Libya and the Obama Administration: To Strike or Not to Strike?
Amy Payne /
The Associated Press reports that the White House is weighing the wisdom of striking at terrorist targets in Libya in retaliation for the September 11 attack on the U.S. consulate. According to the AP, the Administration is balancing “whether the short-term payoff of exacting retribution on al-Qaeda is worth the risk that such strikes could elevate the group’s profile in the region, alienate governments the U.S. needs to fight it in the future and do little to slow the growing terror threat in North Africa.”
Heritage expert Jim Carafano first reported news of an impending strike on October 4. Whatever the government decides, he concluded, a military mission won’t have much of an impact on presidential politics. “The Administration is too smart to think it can use military operations to play duck and cover—that would just fuel Wag the Dog speculation,” Carafano wrote. “Nor is it likely that Governor Romney will go after the President for attacks in Libya.

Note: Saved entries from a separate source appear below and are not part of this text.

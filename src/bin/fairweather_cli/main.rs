// ABOUTME: Fairweather CLI - finds weather windows for an outdoor task from the command line
// ABOUTME: Fetches a live or file-based forecast, scans it, and prints the suggestion as JSON
//
// SPDX-License-Identifier: MIT OR Apache-2.0
// Copyright (c) 2025 Fairweather Contributors
//!
//! Usage:
//! ```bash
//! # Six dry hours between 55F and 80F starting no earlier than 8 AM
//! fairweather-cli find --zip 94110 --duration 6 --min-temp 55 --max-temp 80 --earliest 08:00
//!
//! # Same search against a saved OpenWeather response
//! fairweather-cli find --zip 94110 --duration 6 --forecast-file forecast.json
//!
//! # Show the effective configuration (API key redacted)
//! fairweather-cli check-config
//! ```

mod commands;

use anyhow::Result;
use clap::{Parser, Subcommand};
use commands::find::FindArgs;
use fairweather::logging::LoggingConfig;

#[derive(Parser)]
#[command(
    name = "fairweather-cli",
    about = "Find forecast windows for outdoor tasks",
    long_about = "Scans a 3-hour block forecast for contiguous windows that satisfy temperature, humidity, rain, duration, and start-time constraints."
)]
struct Cli {
    #[command(subcommand)]
    command: Command,

    /// Enable debug logging
    #[arg(long, short = 'v', global = true)]
    verbose: bool,
}

#[derive(Subcommand)]
enum Command {
    /// Search a forecast for windows matching a task
    Find(FindArgs),

    /// Load configuration from the environment and print a summary
    CheckConfig,
}

#[tokio::main]
async fn main() -> Result<()> {
    let cli = Cli::parse();

    let logging = LoggingConfig::from_env();
    let logging = if cli.verbose {
        logging.with_level("debug")
    } else {
        logging
    };
    logging.init()?;

    match cli.command {
        Command::Find(args) => commands::find::run(args).await,
        Command::CheckConfig => commands::check_config::run(),
    }
}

He no doubt learned a lesson to be more cautious and deliberate after the criticism he received in responding to the statement made by the U.S. embassy in Cairo before the anti-American riots broke out.”

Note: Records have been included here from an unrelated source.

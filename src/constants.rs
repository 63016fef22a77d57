// ABOUTME: Application constants and environment-based defaults for Fairweather
// ABOUTME: OpenWeather endpoint defaults, HTTP timeouts, and environment variable accessors
//
// SPDX-License-Identifier: MIT OR Apache-2.0
// Copyright (c) 2025 Fairweather Contributors

//! # Constants Module
//!
//! Hardcoded defaults plus environment variable accessors. Engine constants
//! (block geometry, canonical reasons, summaries) live in `fairweather-core`
//! and are re-exported here.

pub use fairweather_core::constants::{blocks, reasons, summaries};

/// Service identity used in structured logs
pub mod service_names {
    /// Service name reported at startup
    pub const FAIRWEATHER: &str = "fairweather";
}

/// `OpenWeather` API defaults
pub mod weather_api {
    /// Base URL of the 5-day / 3-hour forecast API
    pub const DEFAULT_BASE_URL: &str = "https://api.openweathermap.org/data/2.5";

    /// Units requested from `OpenWeather`; the engine works in Fahrenheit
    pub const DEFAULT_UNITS: &str = "imperial";

    /// Country appended to ZIP codes without an explicit `,CC` suffix
    pub const DEFAULT_COUNTRY: &str = "US";

    /// Upstream error details longer than this are truncated
    pub const MAX_ERROR_DETAIL_CHARS: usize = 200;
}

/// HTTP client timeouts
pub mod timeouts {
    /// Whole-request timeout in seconds
    pub const DEFAULT_REQUEST_TIMEOUT_SECS: u64 = 10;

    /// Connection establishment timeout in seconds
    pub const DEFAULT_CONNECT_TIMEOUT_SECS: u64 = 10;
}

/// Environment variable names and accessors
pub mod env_config {
    use super::weather_api;
    use std::env;

    /// `OpenWeather` API key variable
    pub const OPENWEATHER_API_KEY: &str = "OPENWEATHER_API_KEY";
    /// `OpenWeather` base URL variable
    pub const OPENWEATHER_BASE_URL: &str = "OPENWEATHER_BASE_URL";
    /// `OpenWeather` units variable
    pub const OPENWEATHER_UNITS: &str = "OPENWEATHER_UNITS";
    /// Request timeout variable
    pub const WEATHER_REQUEST_TIMEOUT_SECS: &str = "WEATHER_REQUEST_TIMEOUT_SECS";
    /// Connect timeout variable
    pub const WEATHER_CONNECT_TIMEOUT_SECS: &str = "WEATHER_CONNECT_TIMEOUT_SECS";
    /// Block spacing variable
    pub const FORECAST_BLOCK_HOURS: &str = "FORECAST_BLOCK_HOURS";
    /// Summary length variable
    pub const MAX_REASONS_IN_SUMMARY: &str = "MAX_REASONS_IN_SUMMARY";

    /// API key, `None` when unset or blank
    #[must_use]
    pub fn openweather_api_key() -> Option<String> {
        env::var(OPENWEATHER_API_KEY)
            .ok()
            .map(|key| key.trim().to_owned())
            .filter(|key| !key.is_empty())
    }

    /// Forecast API base URL from environment or default
    #[must_use]
    pub fn openweather_base_url() -> String {
        env::var(OPENWEATHER_BASE_URL).unwrap_or_else(|_| weather_api::DEFAULT_BASE_URL.into())
    }

    /// Units parameter from environment or default
    #[must_use]
    pub fn openweather_units() -> String {
        env::var(OPENWEATHER_UNITS).unwrap_or_else(|_| weather_api::DEFAULT_UNITS.into())
    }

    /// Log level from environment or default
    #[must_use]
    pub fn log_level() -> String {
        env::var("RUST_LOG").unwrap_or_else(|_| "info".into())
    }

    /// Deployment environment name from environment or default
    #[must_use]
    pub fn environment() -> String {
        env::var("ENVIRONMENT").unwrap_or_else(|_| "development".into())
    }
}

Regardless of the decision the White House makes, it is unlikely the controversy over Libya is going away. Last night, Secretary of State Hillary Clinton claimed sole responsibility for any security slips in Libya. To many, the timing of her announcement—coming a month after the attack and on the eve of the second presidential debate—will only fuel more claims that the White House is playing politics with the issue. And taking responsibility for the security situation before the attack does little to explain the confused messaging from the Administration after the assault that killed four Americans at the Benghazi consulate.
A late-breaking mea culpa or drone strike will not dampen the demand for a serious foreign policy debate. “There is no subject on which the two candidates differ more,” Carafano points out, “than in their views regarding foreign policy and national security.”